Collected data
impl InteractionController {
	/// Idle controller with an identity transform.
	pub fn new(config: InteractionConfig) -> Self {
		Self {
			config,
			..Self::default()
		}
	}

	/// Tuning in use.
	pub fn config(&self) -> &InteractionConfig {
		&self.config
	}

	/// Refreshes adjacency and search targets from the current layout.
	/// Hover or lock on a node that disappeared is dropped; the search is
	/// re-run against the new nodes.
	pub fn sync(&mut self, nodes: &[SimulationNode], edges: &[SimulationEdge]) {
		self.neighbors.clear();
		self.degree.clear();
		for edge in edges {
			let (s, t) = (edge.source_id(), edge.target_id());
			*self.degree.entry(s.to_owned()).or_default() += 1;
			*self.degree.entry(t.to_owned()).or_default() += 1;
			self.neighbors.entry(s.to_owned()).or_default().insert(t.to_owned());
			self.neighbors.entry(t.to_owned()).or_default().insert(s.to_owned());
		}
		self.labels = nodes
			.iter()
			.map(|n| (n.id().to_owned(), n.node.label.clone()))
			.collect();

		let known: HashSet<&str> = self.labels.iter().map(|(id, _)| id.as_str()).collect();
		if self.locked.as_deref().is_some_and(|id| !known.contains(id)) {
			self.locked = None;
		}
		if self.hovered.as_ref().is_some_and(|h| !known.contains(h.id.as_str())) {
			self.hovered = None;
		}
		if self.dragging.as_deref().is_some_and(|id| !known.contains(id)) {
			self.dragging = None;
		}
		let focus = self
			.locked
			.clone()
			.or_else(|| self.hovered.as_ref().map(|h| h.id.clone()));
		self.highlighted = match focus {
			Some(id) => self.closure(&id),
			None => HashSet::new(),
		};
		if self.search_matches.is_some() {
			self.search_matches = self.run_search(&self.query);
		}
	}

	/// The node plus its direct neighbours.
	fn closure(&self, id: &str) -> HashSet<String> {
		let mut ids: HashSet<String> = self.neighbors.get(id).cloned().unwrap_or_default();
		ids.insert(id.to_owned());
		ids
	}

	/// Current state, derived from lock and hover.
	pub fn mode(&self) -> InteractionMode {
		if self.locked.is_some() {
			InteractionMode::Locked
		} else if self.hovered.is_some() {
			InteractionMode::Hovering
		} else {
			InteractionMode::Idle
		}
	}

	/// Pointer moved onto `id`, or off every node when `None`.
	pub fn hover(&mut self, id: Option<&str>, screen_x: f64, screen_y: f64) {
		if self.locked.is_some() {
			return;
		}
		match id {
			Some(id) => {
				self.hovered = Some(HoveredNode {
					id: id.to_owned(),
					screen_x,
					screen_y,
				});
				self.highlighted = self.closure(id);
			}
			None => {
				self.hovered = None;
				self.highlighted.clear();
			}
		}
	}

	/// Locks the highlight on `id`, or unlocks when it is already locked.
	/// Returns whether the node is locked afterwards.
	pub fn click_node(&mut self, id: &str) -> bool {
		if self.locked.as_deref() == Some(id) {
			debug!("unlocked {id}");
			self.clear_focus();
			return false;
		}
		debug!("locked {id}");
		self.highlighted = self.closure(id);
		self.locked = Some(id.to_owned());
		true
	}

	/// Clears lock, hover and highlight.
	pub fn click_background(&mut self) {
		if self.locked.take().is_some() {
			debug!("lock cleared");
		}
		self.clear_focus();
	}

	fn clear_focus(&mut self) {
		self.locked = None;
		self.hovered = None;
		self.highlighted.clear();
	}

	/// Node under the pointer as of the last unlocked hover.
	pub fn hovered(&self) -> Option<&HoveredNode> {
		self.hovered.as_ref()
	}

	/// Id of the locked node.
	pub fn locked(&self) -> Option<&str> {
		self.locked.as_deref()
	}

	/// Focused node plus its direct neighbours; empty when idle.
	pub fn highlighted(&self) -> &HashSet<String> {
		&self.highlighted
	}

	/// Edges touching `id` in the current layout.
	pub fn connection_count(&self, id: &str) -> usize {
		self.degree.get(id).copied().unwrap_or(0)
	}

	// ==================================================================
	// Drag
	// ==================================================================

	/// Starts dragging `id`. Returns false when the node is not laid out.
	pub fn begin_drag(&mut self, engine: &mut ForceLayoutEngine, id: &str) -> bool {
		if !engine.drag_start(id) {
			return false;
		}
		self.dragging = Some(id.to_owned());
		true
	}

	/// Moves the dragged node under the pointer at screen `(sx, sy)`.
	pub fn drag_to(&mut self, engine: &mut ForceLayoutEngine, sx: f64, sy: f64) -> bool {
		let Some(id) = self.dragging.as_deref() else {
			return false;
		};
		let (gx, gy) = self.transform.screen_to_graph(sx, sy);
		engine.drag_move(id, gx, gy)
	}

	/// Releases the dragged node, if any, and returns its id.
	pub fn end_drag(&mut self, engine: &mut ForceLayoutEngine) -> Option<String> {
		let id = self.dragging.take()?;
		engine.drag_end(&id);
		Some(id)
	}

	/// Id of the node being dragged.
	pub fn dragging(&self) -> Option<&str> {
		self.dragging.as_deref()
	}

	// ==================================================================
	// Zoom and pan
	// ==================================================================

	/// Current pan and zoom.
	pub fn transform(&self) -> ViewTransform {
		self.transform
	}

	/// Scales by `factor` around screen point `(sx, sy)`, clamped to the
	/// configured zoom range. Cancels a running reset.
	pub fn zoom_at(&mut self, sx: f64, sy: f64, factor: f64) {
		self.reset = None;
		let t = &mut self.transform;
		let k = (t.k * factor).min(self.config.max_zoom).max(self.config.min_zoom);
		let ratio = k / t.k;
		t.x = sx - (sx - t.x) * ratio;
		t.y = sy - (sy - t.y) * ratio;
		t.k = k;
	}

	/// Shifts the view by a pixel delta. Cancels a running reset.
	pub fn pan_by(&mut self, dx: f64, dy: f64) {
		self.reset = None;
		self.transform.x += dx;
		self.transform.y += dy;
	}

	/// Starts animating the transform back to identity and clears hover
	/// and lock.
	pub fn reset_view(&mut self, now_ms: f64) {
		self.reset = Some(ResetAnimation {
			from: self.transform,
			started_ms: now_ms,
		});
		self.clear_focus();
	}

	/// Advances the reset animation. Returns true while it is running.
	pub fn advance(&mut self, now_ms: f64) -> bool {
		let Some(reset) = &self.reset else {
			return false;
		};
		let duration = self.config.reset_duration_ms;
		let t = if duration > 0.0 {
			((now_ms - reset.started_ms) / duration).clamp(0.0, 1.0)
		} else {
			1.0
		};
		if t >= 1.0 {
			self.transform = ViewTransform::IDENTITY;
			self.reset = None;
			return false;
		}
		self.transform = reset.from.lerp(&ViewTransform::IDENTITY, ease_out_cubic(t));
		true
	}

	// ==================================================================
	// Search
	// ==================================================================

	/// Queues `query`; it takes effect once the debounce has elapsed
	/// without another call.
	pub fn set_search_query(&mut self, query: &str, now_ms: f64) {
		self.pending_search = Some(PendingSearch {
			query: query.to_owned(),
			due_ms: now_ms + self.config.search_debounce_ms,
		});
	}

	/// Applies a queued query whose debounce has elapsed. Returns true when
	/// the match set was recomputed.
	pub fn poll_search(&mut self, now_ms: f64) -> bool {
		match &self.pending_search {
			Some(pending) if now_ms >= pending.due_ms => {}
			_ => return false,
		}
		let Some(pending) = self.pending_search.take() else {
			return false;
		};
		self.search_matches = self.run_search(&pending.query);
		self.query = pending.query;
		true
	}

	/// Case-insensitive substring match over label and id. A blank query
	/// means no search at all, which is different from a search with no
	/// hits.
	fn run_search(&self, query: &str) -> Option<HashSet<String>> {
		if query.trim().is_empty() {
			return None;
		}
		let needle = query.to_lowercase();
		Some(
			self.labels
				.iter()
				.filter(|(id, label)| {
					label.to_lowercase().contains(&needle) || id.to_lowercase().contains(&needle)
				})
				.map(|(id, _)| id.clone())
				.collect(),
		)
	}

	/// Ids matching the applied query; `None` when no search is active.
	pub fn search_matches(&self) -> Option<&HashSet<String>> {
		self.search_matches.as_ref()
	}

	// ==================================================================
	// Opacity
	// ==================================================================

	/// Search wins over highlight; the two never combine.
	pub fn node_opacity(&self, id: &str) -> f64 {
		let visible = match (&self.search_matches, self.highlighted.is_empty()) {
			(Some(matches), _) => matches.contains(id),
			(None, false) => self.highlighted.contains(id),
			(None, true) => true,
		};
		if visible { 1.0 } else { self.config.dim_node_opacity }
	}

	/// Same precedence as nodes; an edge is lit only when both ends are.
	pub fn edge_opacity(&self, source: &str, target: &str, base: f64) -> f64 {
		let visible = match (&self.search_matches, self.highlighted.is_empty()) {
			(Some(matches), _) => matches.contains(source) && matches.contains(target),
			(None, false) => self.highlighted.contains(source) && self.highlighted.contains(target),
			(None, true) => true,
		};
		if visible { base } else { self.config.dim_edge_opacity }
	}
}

### About this exercise
Which lines of the records above contain the word "visible"? Show each of them.

### Output of the exercise
		let visible = match (&self.search_matches, self.highlighted.is_empty()) {
		if visible { 1.0 } else { self.config.dim_node_opacity }
		let visible = match (&self.search_matches, self.highlighted.is_empty()) {
		if visible { base } else { self.config.dim_edge_opacity }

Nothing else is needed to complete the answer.